Colposcopy and histology (Table 3)
Colposcopy and histology were normal 88.9% and 63.2%, respectively in our series. Precancerous lesions have been highlighted in 8% of women. The diagnosis
Figure 1. Type of treatment provided.
of cancer was established at 0.6% is a detection rate of 6 in 1000. The LIEBG have been found in 14, 6% of the cases examined, the LIEHG in 7.9% and invasive cancers in 9.1% of biopsies performed. Ritter et al. observed 8.9 percent of precancerous lesions and cancer 0.7% and 2% of colposcopy inconclusive  .
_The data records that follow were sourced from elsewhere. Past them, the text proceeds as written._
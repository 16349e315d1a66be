// ABOUTME: Delays used by the activation poll and the write retry loop
// ABOUTME: Every wait can be interrupted through the run's cancellation token

use std::time::Duration;

use tokio::time::sleep;
use tokio_util::sync::CancellationToken;

use crate::error::{CopyError, Result};

pub const ACTIVATION_POLL_INTERVAL: Duration = Duration::from_secs(1);

const WRITE_BACKOFF_STEP_MS: u64 = 200;

/// Linear backoff: 200ms per consecutive retry.
pub fn write_backoff(consecutive_retries: u32) -> Duration {
    Duration::from_millis(WRITE_BACKOFF_STEP_MS.saturating_mul(u64::from(consecutive_retries)))
}

/// Sleep for `delay`, or fail with `Cancelled` as soon as `cancel` fires.
pub async fn pause(
    delay: Duration,
    cancel: &CancellationToken,
    operation: &'static str,
    table: &str,
) -> Result<()> {
    tokio::select! {
        biased;
        _ = cancel.cancelled() => Err(CopyError::Cancelled {
            operation,
            table: table.to_string(),
        }),
        _ = sleep(delay) => Ok(()),
    }
}
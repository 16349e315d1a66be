// ABOUTME: Boundary between the copy engine and the key-value store
// ABOUTME: The engine only ever talks to a table through the TableStore trait

use std::collections::HashMap;

use async_trait::async_trait;
use aws_sdk_dynamodb::types::AttributeValue;

use crate::error::Result;
use crate::schema::TableDescriptor;

pub mod dynamo;
#[cfg(test)]
pub(crate) mod mock;

pub use dynamo::DynamoStore;

/// One record, keyed by attribute name.
pub type Item = HashMap<String, AttributeValue>;

/// Opaque scan position: the last key the store evaluated.
pub type Cursor = Item;

#[derive(Debug, Clone, Default, PartialEq)]
pub struct ScanPage {
    pub items: Vec<Item>,
    /// `None` once the table has been read to the end.
    pub next_cursor: Option<Cursor>,
}

#[async_trait]
pub trait TableStore: Send + Sync {
    async fn describe_table(&self, table: &str) -> Result<TableDescriptor>;

    /// Create a table from an already sanitized descriptor.
    async fn create_table(&self, request: &TableDescriptor) -> Result<()>;

    async fn scan(&self, table: &str, limit: i32, cursor: Option<Cursor>) -> Result<ScanPage>;

    /// Write every item as a put request in one call and hand back the ones
    /// the store did not process.
    async fn batch_write(&self, table: &str, items: Vec<Item>) -> Result<Vec<Item>>;

    async fn update_continuous_backups(&self, table: &str, enabled: bool) -> Result<()>;

    /// Whether point-in-time recovery is enabled on `table`.
    async fn describe_continuous_backups(&self, table: &str) -> Result<bool>;
}
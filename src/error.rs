// ABOUTME: Error types for the table copier
// ABOUTME: Separates configuration, precondition, service, timeout and cancellation failures

use std::fmt;

use thiserror::Error;

pub type BoxError = Box<dyn std::error::Error + Send + Sync + 'static>;

pub type Result<T, E = CopyError> = std::result::Result<T, E>;

/// Which side of the copy a table belongs to.
#[derive(Debug, Clone, Copy, PartialEq, Eq)]
pub enum Side {
    Source,
    Destination,
}

impl Side {
    pub fn as_str(&self) -> &'static str {
        match self {
            Side::Source => "source",
            Side::Destination => "destination",
        }
    }
}

impl fmt::Display for Side {
    fn fmt(&self, f: &mut fmt::Formatter<'_>) -> fmt::Result {
        f.write_str(self.as_str())
    }
}

#[derive(Debug, Error)]
pub enum CopyError {
    /// Invalid configuration, detected before any network call.
    #[error("Configuration error: {field} {message}")]
    Configuration { field: String, message: String },

    #[error("Precondition failed: {side} table {table} is not active (status: {status})")]
    Precondition {
        side: Side,
        table: String,
        status: String,
    },

    #[error("Service error: {operation} on table {table} failed: {source}")]
    Service {
        operation: &'static str,
        table: String,
        #[source]
        source: BoxError,
    },

    #[error("Timed out: {operation} on table {table} gave up after {attempts} attempts")]
    Timeout {
        operation: &'static str,
        table: String,
        attempts: u32,
    },

    #[error("Cancelled: {operation} on table {table} was interrupted")]
    Cancelled {
        operation: &'static str,
        table: String,
    },
}

impl CopyError {
    pub fn configuration(field: impl Into<String>, message: impl Into<String>) -> Self {
        CopyError::Configuration {
            field: field.into(),
            message: message.into(),
        }
    }

    pub fn service(
        operation: &'static str,
        table: impl Into<String>,
        source: impl Into<BoxError>,
    ) -> Self {
        CopyError::Service {
            operation,
            table: table.into(),
            source: source.into(),
        }
    }

    /// Configuration and precondition failures are raised before any data moves.
    pub fn is_preflight(&self) -> bool {
        matches!(
            self,
            CopyError::Configuration { .. } | CopyError::Precondition { .. }
        )
    }
}
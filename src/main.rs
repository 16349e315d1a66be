// ABOUTME: Command-line entry point for copying DynamoDB tables
// ABOUTME: Merges a TOML config file with flags, wires logging, progress and Ctrl-C

use std::path::PathBuf;

use anyhow::{Context, Result};
use clap::Parser;
use tokio_util::sync::CancellationToken;
use tracing::{info, warn};
use tracing_subscriber::EnvFilter;

use dynamo_table_copy::config::ResumeConfig;
use dynamo_table_copy::{
    copy, BackupPolicy, ClientConfig, CopyConfig, NoProgress, ProgressReporter, SpinnerReporter,
};

#[derive(Parser, Debug)]
#[command(
    name = "dynamo-table-copy",
    version,
    about = "Copy a DynamoDB table's schema, backups and data into another table"
)]
struct Cli {
    /// TOML file with the copy configuration; flags override its values
    #[arg(short, long)]
    config: Option<PathBuf>,

    /// Table to read from
    #[arg(long)]
    source_table: Option<String>,

    /// Table to write to
    #[arg(long)]
    destination_table: Option<String>,

    /// Region used by both sides unless overridden
    #[arg(long)]
    region: Option<String>,

    #[arg(long)]
    source_region: Option<String>,

    #[arg(long)]
    destination_region: Option<String>,

    /// Endpoint override for both sides (e.g. DynamoDB Local)
    #[arg(long)]
    endpoint_url: Option<String>,

    #[arg(long)]
    source_endpoint_url: Option<String>,

    #[arg(long)]
    destination_endpoint_url: Option<String>,

    /// Shared credentials profile
    #[arg(long)]
    profile: Option<String>,

    /// Create the destination from the source schema first
    #[arg(long)]
    create_if_missing: bool,

    /// Stop after creating the destination; copy no data
    #[arg(long)]
    schema_only: bool,

    /// Point-in-time recovery on a created destination: copy, true or false
    #[arg(long)]
    continuous_backups: Option<BackupPolicy>,

    /// Show live progress on one line
    #[arg(long)]
    log: bool,

    /// Give up on a batch after this many retries of unprocessed items
    #[arg(long)]
    max_write_retries: Option<u32>,

    /// Give up waiting for the new table to become active after this many seconds
    #[arg(long)]
    activation_timeout_secs: Option<u64>,

    /// Resume after this exclusive start key, in DynamoDB JSON
    #[arg(long, requires = "resume_copied")]
    resume_cursor: Option<String>,

    /// Items already copied before the resume cursor
    #[arg(long)]
    resume_copied: Option<u64>,

    /// Log level (error, warn, info, debug, trace)
    #[arg(long, default_value = "info")]
    log_level: String,
}

fn init_logging(log_level: &str) {
    let env_filter =
        EnvFilter::try_from_default_env().unwrap_or_else(|_| EnvFilter::new(log_level));

    tracing_subscriber::fmt()
        .with_env_filter(env_filter)
        .with_target(false)
        .with_writer(std::io::stderr)
        .init();
}

fn override_client(
    client: &mut Option<ClientConfig>,
    region: Option<String>,
    endpoint: Option<String>,
) {
    if region.is_none() && endpoint.is_none() {
        return;
    }
    let client = client.get_or_insert_with(ClientConfig::default);
    if region.is_some() {
        client.region = region;
    }
    if endpoint.is_some() {
        client.endpoint_url = endpoint;
    }
}

fn build_config(cli: Cli) -> Result<CopyConfig> {
    let mut config = match &cli.config {
        Some(path) => CopyConfig::load(path)
            .with_context(|| format!("Failed to load config from {}", path.display()))?,
        None => CopyConfig::default(),
    };

    if let Some(table) = cli.source_table {
        config.source.table_name = table;
    }
    if let Some(table) = cli.destination_table {
        config.destination.table_name = table;
    }
    if cli.region.is_some() {
        config.default_client.region = cli.region;
    }
    if cli.endpoint_url.is_some() {
        config.default_client.endpoint_url = cli.endpoint_url;
    }
    if cli.profile.is_some() {
        config.default_client.profile = cli.profile;
    }
    override_client(
        &mut config.source.client,
        cli.source_region,
        cli.source_endpoint_url,
    );
    override_client(
        &mut config.destination.client,
        cli.destination_region,
        cli.destination_endpoint_url,
    );

    config.log |= cli.log;
    config.create_if_missing |= cli.create_if_missing;
    config.schema_only |= cli.schema_only;
    if let Some(policy) = cli.continuous_backups {
        config.continuous_backups = policy;
    }
    if cli.max_write_retries.is_some() {
        config.retry.max_write_retries = cli.max_write_retries;
    }
    if cli.activation_timeout_secs.is_some() {
        config.retry.activation_timeout_secs = cli.activation_timeout_secs;
    }
    if let Some(raw) = cli.resume_cursor {
        let cursor = serde_json::from_str(&raw).context("--resume-cursor is not valid JSON")?;
        config.resume = Some(ResumeConfig {
            cursor,
            copied: cli.resume_copied.unwrap_or_default(),
        });
    }

    Ok(config)
}

/// Cancel the run on Ctrl-C or SIGTERM so pending waits stop promptly.
fn cancel_on_signal(cancel: CancellationToken) {
    tokio::spawn(async move {
        let ctrl_c = async {
            if let Err(e) = tokio::signal::ctrl_c().await {
                warn!("Failed to listen for Ctrl-C: {}", e);
                std::future::pending::<()>().await;
            }
        };

        #[cfg(unix)]
        let terminate = async {
            match tokio::signal::unix::signal(tokio::signal::unix::SignalKind::terminate()) {
                Ok(mut signal) => {
                    signal.recv().await;
                }
                Err(e) => {
                    warn!("Failed to listen for SIGTERM: {}", e);
                    std::future::pending::<()>().await;
                }
            }
        };

        #[cfg(not(unix))]
        let terminate = std::future::pending::<()>();

        tokio::select! {
            _ = ctrl_c => info!("Received Ctrl-C, stopping"),
            _ = terminate => info!("Received SIGTERM, stopping"),
        }
        cancel.cancel();
    });
}

#[tokio::main]
async fn main() -> Result<()> {
    let cli = Cli::parse();
    init_logging(&cli.log_level);

    let config = build_config(cli)?;

    let cancel = CancellationToken::new();
    cancel_on_signal(cancel.clone());

    let reporter: Box<dyn ProgressReporter> = if config.log {
        Box::new(SpinnerReporter::new())
    } else {
        Box::new(NoProgress)
    };

    let report = copy(&config, reporter.as_ref(), &cancel)
        .await
        .with_context(|| {
            format!(
                "Failed to copy {} into {}",
                config.source.table_name, config.destination.table_name
            )
        })?;

    if let Some(provisioned) = &report.provisioned {
        println!(
            "Created {} ({} status checks, continuous backups {})",
            config.destination.table_name,
            provisioned.activation_polls,
            if provisioned.backups_enabled {
                "enabled"
            } else {
                "unchanged"
            }
        );
    }
    match &report.progress {
        Some(progress) => println!(
            "Copied {} items from {} to {} ({} scans, {} writes)",
            progress.copied,
            config.source.table_name,
            config.destination.table_name,
            progress.scans,
            progress.writes
        ),
        None => println!("Schema only: no items copied"),
    }

    Ok(())
}
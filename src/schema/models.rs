// ABOUTME: Control-plane table descriptor shared between the store and the sanitizer
// ABOUTME: Uses the store's PascalCase wire shape so fixtures read like DescribeTable output

use chrono::{DateTime, Utc};
use serde::{Deserialize, Serialize};

pub const STATUS_ACTIVE: &str = "ACTIVE";
pub const SSE_ENABLED: &str = "ENABLED";
pub const SSE_ENABLING: &str = "ENABLING";

#[derive(Debug, Clone, Default, PartialEq, Serialize, Deserialize)]
#[serde(rename_all = "PascalCase", default)]
pub struct TableDescriptor {
    pub table_name: String,
    #[serde(skip_serializing_if = "Vec::is_empty")]
    pub attribute_definitions: Vec<AttributeDefinition>,
    #[serde(skip_serializing_if = "Vec::is_empty")]
    pub key_schema: Vec<KeySchemaElement>,
    #[serde(skip_serializing_if = "Option::is_none")]
    pub table_status: Option<String>,
    #[serde(skip_serializing_if = "Option::is_none")]
    pub creation_date_time: Option<DateTime<Utc>>,
    #[serde(skip_serializing_if = "Option::is_none")]
    pub provisioned_throughput: Option<Throughput>,
    #[serde(skip_serializing_if = "Option::is_none")]
    pub table_size_bytes: Option<i64>,
    #[serde(skip_serializing_if = "Option::is_none")]
    pub item_count: Option<i64>,
    #[serde(skip_serializing_if = "Option::is_none")]
    pub table_arn: Option<String>,
    #[serde(skip_serializing_if = "Option::is_none")]
    pub table_id: Option<String>,
    #[serde(skip_serializing_if = "Option::is_none")]
    pub billing_mode_summary: Option<BillingModeSummary>,
    #[serde(skip_serializing_if = "Option::is_none")]
    pub billing_mode: Option<String>,
    #[serde(skip_serializing_if = "Vec::is_empty")]
    pub local_secondary_indexes: Vec<SecondaryIndex>,
    #[serde(skip_serializing_if = "Vec::is_empty")]
    pub global_secondary_indexes: Vec<SecondaryIndex>,
    #[serde(skip_serializing_if = "Option::is_none")]
    pub stream_specification: Option<StreamSpecification>,
    #[serde(skip_serializing_if = "Option::is_none")]
    pub latest_stream_label: Option<String>,
    #[serde(skip_serializing_if = "Option::is_none")]
    pub latest_stream_arn: Option<String>,
    #[serde(rename = "SSEDescription", skip_serializing_if = "Option::is_none")]
    pub sse_description: Option<SseDescription>,
    #[serde(rename = "SSESpecification", skip_serializing_if = "Option::is_none")]
    pub sse_specification: Option<SseSpecification>,
}

impl TableDescriptor {
    pub fn is_active(&self) -> bool {
        self.table_status.as_deref() == Some(STATUS_ACTIVE)
    }

    pub fn status(&self) -> &str {
        self.table_status.as_deref().unwrap_or("UNKNOWN")
    }
}

#[derive(Debug, Clone, Default, PartialEq, Serialize, Deserialize)]
#[serde(rename_all = "PascalCase")]
pub struct AttributeDefinition {
    pub attribute_name: String,
    pub attribute_type: String, // "S", "N" or "B"
}

#[derive(Debug, Clone, Default, PartialEq, Serialize, Deserialize)]
#[serde(rename_all = "PascalCase")]
pub struct KeySchemaElement {
    pub attribute_name: String,
    pub key_type: String, // "HASH" or "RANGE"
}

/// Provisioned capacity plus the telemetry the store reports alongside it.
#[derive(Debug, Clone, Default, PartialEq, Serialize, Deserialize)]
#[serde(rename_all = "PascalCase", default)]
pub struct Throughput {
    pub read_capacity_units: i64,
    pub write_capacity_units: i64,
    #[serde(skip_serializing_if = "Option::is_none")]
    pub last_increase_date_time: Option<DateTime<Utc>>,
    #[serde(skip_serializing_if = "Option::is_none")]
    pub last_decrease_date_time: Option<DateTime<Utc>>,
    #[serde(skip_serializing_if = "Option::is_none")]
    pub number_of_decreases_today: Option<i64>,
}

impl Throughput {
    /// On-demand tables report zero read and write capacity.
    pub fn is_on_demand(&self) -> bool {
        self.read_capacity_units == 0 && self.write_capacity_units == 0
    }
}

#[derive(Debug, Clone, Default, PartialEq, Serialize, Deserialize)]
#[serde(rename_all = "PascalCase", default)]
pub struct Projection {
    #[serde(skip_serializing_if = "Option::is_none")]
    pub projection_type: Option<String>,
    #[serde(skip_serializing_if = "Vec::is_empty")]
    pub non_key_attributes: Vec<String>,
}

/// Local and global secondary indexes share one shape; local ones never carry throughput.
#[derive(Debug, Clone, Default, PartialEq, Serialize, Deserialize)]
#[serde(rename_all = "PascalCase", default)]
pub struct SecondaryIndex {
    pub index_name: String,
    pub key_schema: Vec<KeySchemaElement>,
    #[serde(skip_serializing_if = "Option::is_none")]
    pub projection: Option<Projection>,
    #[serde(skip_serializing_if = "Option::is_none")]
    pub provisioned_throughput: Option<Throughput>,
    #[serde(skip_serializing_if = "Option::is_none")]
    pub index_status: Option<String>,
    #[serde(skip_serializing_if = "Option::is_none")]
    pub backfilling: Option<bool>,
    #[serde(skip_serializing_if = "Option::is_none")]
    pub index_size_bytes: Option<i64>,
    #[serde(skip_serializing_if = "Option::is_none")]
    pub item_count: Option<i64>,
    #[serde(skip_serializing_if = "Option::is_none")]
    pub index_arn: Option<String>,
}

#[derive(Debug, Clone, Default, PartialEq, Serialize, Deserialize)]
#[serde(rename_all = "PascalCase")]
pub struct BillingModeSummary {
    pub billing_mode: Option<String>,
}

#[derive(Debug, Clone, Default, PartialEq, Serialize, Deserialize)]
#[serde(rename_all = "PascalCase")]
pub struct StreamSpecification {
    pub stream_enabled: bool,
    #[serde(default, skip_serializing_if = "Option::is_none")]
    pub stream_view_type: Option<String>,
}

/// Encryption status as reported for an existing table.
#[derive(Debug, Clone, Default, PartialEq, Serialize, Deserialize)]
#[serde(rename_all = "PascalCase", default)]
pub struct SseDescription {
    #[serde(skip_serializing_if = "Option::is_none")]
    pub status: Option<String>,
    #[serde(rename = "SSEType", skip_serializing_if = "Option::is_none")]
    pub sse_type: Option<String>,
    #[serde(rename = "KMSMasterKeyArn", skip_serializing_if = "Option::is_none")]
    pub kms_master_key_arn: Option<String>,
}

/// Encryption as requested when creating a table.
#[derive(Debug, Clone, Default, PartialEq, Serialize, Deserialize)]
#[serde(rename_all = "PascalCase", default)]
pub struct SseSpecification {
    pub enabled: bool,
    #[serde(rename = "SSEType", skip_serializing_if = "Option::is_none")]
    pub sse_type: Option<String>,
    #[serde(rename = "KMSMasterKeyId", skip_serializing_if = "Option::is_none")]
    pub kms_master_key_id: Option<String>,
}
With regard to the agreement between the results of colposcopy and histology (Table 4), for 164 recognized colposcopy results normal, histology had found 7 LIEBG, 9 LIEHG and 3 cancers. The detection of the LIEBG rate was 42 per 1000 women and 9 for 1000 women for the LIEHG. For all of the precancerous and cancerous lesions, sensitivity was 93%; the specificity of 64%, the positive predictive value of 46% and the negative predictive value of 90% (Table 5). Our study was stackable has money and al which showed a rise in the specificity and positive predictive value, what molecule as the SCC have tendencies to repeat tests for low grade lesions  . For only bottom and high-grade precancerous lesions (Table 6): the sensitivity was 94%, specificity is 62%, the positive predictive value of 31%, the negative predictive value of 95%. These results show a superiority of the colposcopy with biopsy in the detection of the LIEHG. However, these results should be viewed with caution, since it is well established that the reference of the precancerous and cancerous lesions diagnostic test remains  histology. In this study it was trained colposcopists, the results should not be generalized.
The colonoscopy was positive in 96, 34% of cancer cases and falsely negative in 3.65% cases. Where a sensitivity of 96% a specificity of 98% and the predictive positive value and negative 96 percent and 98 percent respectively. Our study is similar to that of Higgin et al. who found a sensitivity 100%, a specificity to 77%   .
Compared to the treatment (Figure 1), cryotherapy had been carried out at 11.8% of women with LIEBG and 49.4% of the LIEHG. The conization was 39% of the cases of LIEHG and 2.1% of micro-invasive cancer. The surgery was the treatment in 8.5% of cancers associated with radiation therapy at 6.4%.
Colposcopy has many advantages in screening for cancer of the cervix. Colposcopy is a reproducible, sensitive and specific screening method.
It is an approach for optimization of the screening and treatment of precancerous lesions, which will allow a wide margin of progress in reducing the incidence and mortality of invasive cervical cancers in countries in the process of development.
The authors thank the head of the francophone center for gynecological cancer screening and treatment and Jhpiego staff for reviewing the findings.
Conflict of Interest
Contributing authors do not note any conflict of interest in this work. Contributing authors state that they have read and approved the work.